#### Task data:
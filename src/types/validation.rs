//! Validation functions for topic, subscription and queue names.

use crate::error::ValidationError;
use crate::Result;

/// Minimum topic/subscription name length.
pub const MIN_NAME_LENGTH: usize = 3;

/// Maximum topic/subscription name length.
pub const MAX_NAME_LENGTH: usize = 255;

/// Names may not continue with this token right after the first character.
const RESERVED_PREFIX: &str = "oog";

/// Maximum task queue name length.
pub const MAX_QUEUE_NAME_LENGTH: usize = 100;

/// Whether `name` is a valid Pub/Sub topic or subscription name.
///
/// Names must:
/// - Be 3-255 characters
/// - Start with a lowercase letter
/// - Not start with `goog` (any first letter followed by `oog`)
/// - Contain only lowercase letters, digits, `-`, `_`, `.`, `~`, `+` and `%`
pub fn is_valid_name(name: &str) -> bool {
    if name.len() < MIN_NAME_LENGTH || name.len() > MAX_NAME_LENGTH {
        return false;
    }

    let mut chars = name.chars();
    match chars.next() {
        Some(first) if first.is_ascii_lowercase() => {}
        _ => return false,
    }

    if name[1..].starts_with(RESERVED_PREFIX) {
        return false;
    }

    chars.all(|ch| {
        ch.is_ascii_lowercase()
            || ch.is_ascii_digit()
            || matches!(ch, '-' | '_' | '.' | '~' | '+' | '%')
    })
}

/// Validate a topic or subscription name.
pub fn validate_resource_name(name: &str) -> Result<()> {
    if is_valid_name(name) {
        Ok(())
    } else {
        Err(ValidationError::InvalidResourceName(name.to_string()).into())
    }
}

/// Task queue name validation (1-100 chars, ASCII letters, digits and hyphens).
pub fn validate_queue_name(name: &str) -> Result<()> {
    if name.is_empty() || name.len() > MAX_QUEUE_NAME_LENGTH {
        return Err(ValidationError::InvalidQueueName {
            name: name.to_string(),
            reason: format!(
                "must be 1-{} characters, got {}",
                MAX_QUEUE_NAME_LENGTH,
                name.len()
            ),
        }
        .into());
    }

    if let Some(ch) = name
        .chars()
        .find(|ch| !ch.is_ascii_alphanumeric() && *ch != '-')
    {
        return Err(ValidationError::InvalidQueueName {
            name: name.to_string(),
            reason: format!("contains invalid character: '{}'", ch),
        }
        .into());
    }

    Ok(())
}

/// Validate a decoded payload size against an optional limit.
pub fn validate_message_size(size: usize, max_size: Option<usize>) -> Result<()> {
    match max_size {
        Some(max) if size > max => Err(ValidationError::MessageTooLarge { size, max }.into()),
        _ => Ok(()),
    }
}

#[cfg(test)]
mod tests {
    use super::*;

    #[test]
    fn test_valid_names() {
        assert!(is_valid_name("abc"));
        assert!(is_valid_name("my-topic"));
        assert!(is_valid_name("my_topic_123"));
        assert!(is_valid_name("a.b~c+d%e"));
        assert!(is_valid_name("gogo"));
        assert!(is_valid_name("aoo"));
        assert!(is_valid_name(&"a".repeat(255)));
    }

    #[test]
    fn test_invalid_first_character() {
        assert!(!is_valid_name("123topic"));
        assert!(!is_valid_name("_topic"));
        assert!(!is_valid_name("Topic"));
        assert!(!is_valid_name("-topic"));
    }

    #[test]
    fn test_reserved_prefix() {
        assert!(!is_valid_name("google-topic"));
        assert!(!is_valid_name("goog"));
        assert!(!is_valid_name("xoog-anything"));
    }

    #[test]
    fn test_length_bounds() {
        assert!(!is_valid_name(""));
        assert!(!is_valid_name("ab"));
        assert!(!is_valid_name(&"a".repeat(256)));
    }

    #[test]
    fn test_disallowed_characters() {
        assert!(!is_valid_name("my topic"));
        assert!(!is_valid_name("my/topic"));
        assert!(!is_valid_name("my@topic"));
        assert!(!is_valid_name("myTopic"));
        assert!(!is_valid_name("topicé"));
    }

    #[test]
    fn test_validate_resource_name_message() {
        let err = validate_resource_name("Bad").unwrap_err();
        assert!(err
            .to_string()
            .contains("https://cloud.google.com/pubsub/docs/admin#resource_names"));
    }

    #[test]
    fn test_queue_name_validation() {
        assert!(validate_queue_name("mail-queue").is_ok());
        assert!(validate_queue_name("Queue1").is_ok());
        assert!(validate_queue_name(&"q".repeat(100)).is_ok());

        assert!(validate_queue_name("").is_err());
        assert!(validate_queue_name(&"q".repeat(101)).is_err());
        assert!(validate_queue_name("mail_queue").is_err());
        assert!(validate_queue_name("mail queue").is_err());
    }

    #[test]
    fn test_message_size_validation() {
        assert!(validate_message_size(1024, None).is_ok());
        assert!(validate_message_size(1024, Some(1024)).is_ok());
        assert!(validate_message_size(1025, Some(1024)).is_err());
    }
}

==

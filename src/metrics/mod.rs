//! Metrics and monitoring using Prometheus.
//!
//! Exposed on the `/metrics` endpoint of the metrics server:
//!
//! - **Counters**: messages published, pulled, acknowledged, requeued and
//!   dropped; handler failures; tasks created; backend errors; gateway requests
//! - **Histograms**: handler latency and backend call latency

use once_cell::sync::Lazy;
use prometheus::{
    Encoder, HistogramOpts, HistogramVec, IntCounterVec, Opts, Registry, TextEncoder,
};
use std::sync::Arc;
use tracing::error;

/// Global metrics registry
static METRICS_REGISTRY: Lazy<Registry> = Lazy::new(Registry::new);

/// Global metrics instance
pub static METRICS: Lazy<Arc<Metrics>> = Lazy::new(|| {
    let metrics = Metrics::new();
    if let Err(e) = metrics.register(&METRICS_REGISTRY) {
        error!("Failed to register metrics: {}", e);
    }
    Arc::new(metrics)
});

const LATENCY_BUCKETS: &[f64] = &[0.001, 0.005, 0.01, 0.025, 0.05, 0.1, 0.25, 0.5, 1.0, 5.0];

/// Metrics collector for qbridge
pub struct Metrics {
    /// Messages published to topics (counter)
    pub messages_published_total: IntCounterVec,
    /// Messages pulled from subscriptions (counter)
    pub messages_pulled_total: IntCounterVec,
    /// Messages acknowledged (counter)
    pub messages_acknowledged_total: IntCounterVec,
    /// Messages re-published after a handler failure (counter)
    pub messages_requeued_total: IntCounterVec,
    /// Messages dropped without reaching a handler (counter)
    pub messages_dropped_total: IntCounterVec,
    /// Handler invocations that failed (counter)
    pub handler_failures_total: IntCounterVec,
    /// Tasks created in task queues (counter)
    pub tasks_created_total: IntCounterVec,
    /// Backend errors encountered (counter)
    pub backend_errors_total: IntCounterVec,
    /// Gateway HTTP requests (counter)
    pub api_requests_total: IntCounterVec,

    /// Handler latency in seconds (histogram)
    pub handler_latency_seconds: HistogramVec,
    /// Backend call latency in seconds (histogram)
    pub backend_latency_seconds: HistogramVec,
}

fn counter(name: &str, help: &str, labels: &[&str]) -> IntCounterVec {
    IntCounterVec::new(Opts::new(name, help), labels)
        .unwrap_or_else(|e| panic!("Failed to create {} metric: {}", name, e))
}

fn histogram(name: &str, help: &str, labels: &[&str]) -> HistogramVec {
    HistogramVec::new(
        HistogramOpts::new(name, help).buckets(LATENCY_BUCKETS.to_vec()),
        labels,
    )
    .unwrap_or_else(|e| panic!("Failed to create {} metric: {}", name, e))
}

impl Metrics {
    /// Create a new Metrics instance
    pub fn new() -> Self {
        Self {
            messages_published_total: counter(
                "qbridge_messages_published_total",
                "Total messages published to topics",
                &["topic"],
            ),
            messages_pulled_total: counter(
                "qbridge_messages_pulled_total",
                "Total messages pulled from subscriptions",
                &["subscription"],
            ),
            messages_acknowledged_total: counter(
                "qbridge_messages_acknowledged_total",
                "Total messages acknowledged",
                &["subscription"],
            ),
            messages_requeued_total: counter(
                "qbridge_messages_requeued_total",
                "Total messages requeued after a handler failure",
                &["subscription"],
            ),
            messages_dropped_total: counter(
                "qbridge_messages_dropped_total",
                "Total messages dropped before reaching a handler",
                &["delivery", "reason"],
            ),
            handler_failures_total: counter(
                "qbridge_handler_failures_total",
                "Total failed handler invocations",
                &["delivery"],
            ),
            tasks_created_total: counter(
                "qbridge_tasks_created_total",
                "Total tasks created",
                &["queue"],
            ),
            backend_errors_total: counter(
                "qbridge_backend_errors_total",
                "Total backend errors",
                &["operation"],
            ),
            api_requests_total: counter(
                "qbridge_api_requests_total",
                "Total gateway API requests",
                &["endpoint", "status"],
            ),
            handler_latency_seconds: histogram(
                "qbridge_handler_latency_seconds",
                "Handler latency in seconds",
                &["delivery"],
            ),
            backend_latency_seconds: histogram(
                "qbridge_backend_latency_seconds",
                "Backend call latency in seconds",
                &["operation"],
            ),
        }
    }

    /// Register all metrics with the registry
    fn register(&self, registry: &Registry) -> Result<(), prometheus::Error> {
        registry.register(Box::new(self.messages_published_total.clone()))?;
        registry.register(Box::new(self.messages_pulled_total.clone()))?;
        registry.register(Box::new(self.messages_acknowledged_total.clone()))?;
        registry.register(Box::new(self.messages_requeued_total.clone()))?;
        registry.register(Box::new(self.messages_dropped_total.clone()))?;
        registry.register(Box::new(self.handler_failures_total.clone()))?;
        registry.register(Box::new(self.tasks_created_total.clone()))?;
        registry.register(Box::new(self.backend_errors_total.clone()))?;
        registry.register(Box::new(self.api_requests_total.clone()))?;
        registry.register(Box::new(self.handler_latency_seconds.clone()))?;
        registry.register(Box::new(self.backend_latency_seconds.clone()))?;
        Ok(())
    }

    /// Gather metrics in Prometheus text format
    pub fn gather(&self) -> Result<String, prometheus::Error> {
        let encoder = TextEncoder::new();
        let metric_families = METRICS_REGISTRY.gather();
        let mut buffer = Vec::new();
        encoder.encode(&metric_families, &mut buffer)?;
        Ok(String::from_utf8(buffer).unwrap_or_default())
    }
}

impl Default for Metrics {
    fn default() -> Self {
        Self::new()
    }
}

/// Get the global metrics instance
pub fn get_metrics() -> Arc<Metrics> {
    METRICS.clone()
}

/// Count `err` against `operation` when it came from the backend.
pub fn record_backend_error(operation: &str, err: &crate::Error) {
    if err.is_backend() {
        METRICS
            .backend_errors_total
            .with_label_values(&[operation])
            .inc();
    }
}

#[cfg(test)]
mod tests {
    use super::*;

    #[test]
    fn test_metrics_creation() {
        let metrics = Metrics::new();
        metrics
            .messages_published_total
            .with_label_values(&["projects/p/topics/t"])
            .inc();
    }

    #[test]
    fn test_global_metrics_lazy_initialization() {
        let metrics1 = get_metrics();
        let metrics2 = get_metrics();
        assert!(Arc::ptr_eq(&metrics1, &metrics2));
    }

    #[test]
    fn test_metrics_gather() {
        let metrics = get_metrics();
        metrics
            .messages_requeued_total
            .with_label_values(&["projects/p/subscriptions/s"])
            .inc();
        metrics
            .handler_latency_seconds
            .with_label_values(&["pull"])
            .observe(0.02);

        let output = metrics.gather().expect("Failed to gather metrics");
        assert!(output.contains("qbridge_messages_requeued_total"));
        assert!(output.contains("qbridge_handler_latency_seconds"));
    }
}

#### Your goal:
What lines in the records above include the string "Result"? Copy each one.

#### Answer to this task:
use crate::Result;
pub fn validate_resource_name(name: &str) -> Result<()> {
pub fn validate_queue_name(name: &str) -> Result<()> {
pub fn validate_message_size(size: usize, max_size: Option<usize>) -> Result<()> {
    fn register(&self, registry: &Registry) -> Result<(), prometheus::Error> {
    pub fn gather(&self) -> Result<String, prometheus::Error> {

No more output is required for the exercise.